How Should Retailers Prepare for Tariffs?
The international battle over tariffs is complicated, and the only certainty is market circumstances change weekly... if not daily.
Today, as always, Miller Zell is focused on finding business solutions to provide value to our clients, whatever the present challenges are.
The good news? Efficiently managing international supply chain complexities is a fundamental part of our core capabilities and has been for years. For example, since the first wave of tariffs against China in 2018, we’ve substantially enlarged our domestic and international vendor options and relationships, researching factories in Turkey, Mexico, Colombia, Vietnam, Cambodia, Thailand and Taiwan, as well as our North America options.

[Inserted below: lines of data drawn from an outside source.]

//! Completions command.
//!
//! Generates shell completion scripts for bash, zsh, fish, and PowerShell.

use clap::CommandFactory;
use clap_complete::{generate, Shell as CompletionShell};

use crate::cli::{Cli, Shell};
use crate::error::Result;

/// Generate shell completions.
pub fn execute(shell: Shell) -> Result<()> {
    let mut cmd = Cli::command();
    let shell = match shell {
        Shell::Bash => CompletionShell::Bash,
        Shell::Zsh => CompletionShell::Zsh,
        Shell::Fish => CompletionShell::Fish,
        Shell::PowerShell => CompletionShell::PowerShell,
    };

    generate(shell, &mut cmd, "cubby", &mut std::io::stdout());
    Ok(())
}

We view this as an ongoing mission to seek supplier and risk mitigation strategies for our clients.
So, yes, we have some thoughts on how retailers can manage the impact of tariffs.

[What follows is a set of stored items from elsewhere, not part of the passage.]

//! Cross-environment consistency analysis.
//!
//! A pure function over decrypted environments: it never sees ciphertext
//! or key material, which keeps it testable without cryptography.

use std::collections::{BTreeMap, BTreeSet};
use std::fmt;

use serde::Serialize;

use crate::core::secrets::Environment;

/// A key that exists in some environments but not all of them.
#[derive(Debug, Clone, PartialEq, Eq, Serialize)]
pub struct MissingKey {
    pub key: String,
    pub missing_from: Vec<String>,
}

/// A key whose decrypted value is identical across two or more
/// environments, a common sign of a copy-paste mistake.
#[derive(Debug, Clone, PartialEq, Eq, Serialize)]
pub struct EqualValue {
    pub key: String,
    pub environments: Vec<String>,
}

/// Findings across all environments of a secrets file.
///
/// All keys and environment names are lexicographically sorted. Equal-value
/// groups for the same key are listed in order of the shared value so the
/// report is deterministic.
#[derive(Debug, Clone, Default, PartialEq, Eq, Serialize)]
pub struct Report {
    pub missing: Vec<MissingKey>,
    pub equal: Vec<EqualValue>,
    /// Keys present in every environment with a distinct value in each.
    pub unique: Vec<String>,
}

impl Report {
    pub fn is_empty(&self) -> bool {
        self.missing.is_empty() && self.equal.is_empty() && self.unique.is_empty()
    }
}

/// Compare keys and values across environments.
///
/// Returns `None` when there are fewer than two environments; there is
/// nothing to compare then.
pub fn analyze(environments: &BTreeMap<String, Environment>) -> Option<Report> {
    if environments.len() < 2 {
        return None;
    }

    let keys: BTreeSet<&str> = environments
        .values()
        .flat_map(|env| env.keys().map(String::as_str))
        .collect();

    let mut report = Report::default();

    for key in keys {
        let missing_from: Vec<String> = environments
            .iter()
            .filter(|(_, env)| !env.contains_key(key))
            .map(|(name, _)| name.clone())
            .collect();
        // A key from the union exists somewhere, so a non-empty set is
        // always a strict subset of the environments.
        let present_in_all = missing_from.is_empty();
        if !present_in_all {
            report.missing.push(MissingKey {
                key: key.to_string(),
                missing_from,
            });
        }

        let mut by_value: BTreeMap<&str, Vec<String>> = BTreeMap::new();
        for (name, env) in environments {
            if let Some(value) = env.get(key) {
                by_value.entry(value.as_str()).or_default().push(name.clone());
            }
        }

        let mut has_equal = false;
        for group in by_value.into_values() {
            if group.len() > 1 {
                report.equal.push(EqualValue {
                    key: key.to_string(),
                    environments: group,
                });
                has_equal = true;
            }
        }

        if present_in_all && !has_equal {
            report.unique.push(key.to_string());
        }
    }

    Some(report)
}

impl fmt::Display for Report {
    fn fmt(&self, f: &mut fmt::Formatter<'_>) -> fmt::Result {
        let mut sections = 0;

        if !self.missing.is_empty() {
            writeln!(f, "Missing keys:")?;
            for finding in &self.missing {
                writeln!(
                    f,
                    "  {} is not set in: {}",
                    finding.key,
                    finding.missing_from.join(", ")
                )?;
            }
            sections += 1;
        }

        if !self.equal.is_empty() {
            if sections > 0 {
                writeln!(f)?;
            }
            writeln!(f, "Equal values:")?;
            for finding in &self.equal {
                writeln!(
                    f,
                    "  {} is equal in: {}",
                    finding.key,
                    finding.environments.join(", ")
                )?;
            }
            sections += 1;
        }

        if !self.unique.is_empty() {
            if sections > 0 {
                writeln!(f)?;
            }
            writeln!(f, "Unique values:")?;
            for key in &self.unique {
                writeln!(f, "  {}", key)?;
            }
        }

        Ok(())
    }
}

It’s coming, but it’s also already here
Global merchandise trade volumes are expected to contract by 0.2% this year, after rising 2.9% in 2024, according to the World Trade Organization.
China-to-U.S. bookings have declined 60% since April 9, according to the Wall Street Journal on May 7. U.S. importers and foreign exporters are rushing to get products to the U.S. before the July 9 deadline, when global tariffs kick in (presumably).
While businesses and the logistics industry are scrambling for insights and options, consumers haven’t truly been hit. Yet.
To state the obvious: Consumers are a critical variable. There likely will be a wide range of reactions, predictable and unpredictable, from spending to brand loyalty to social media engagement. And we’re not even going to touch the political mudslinging.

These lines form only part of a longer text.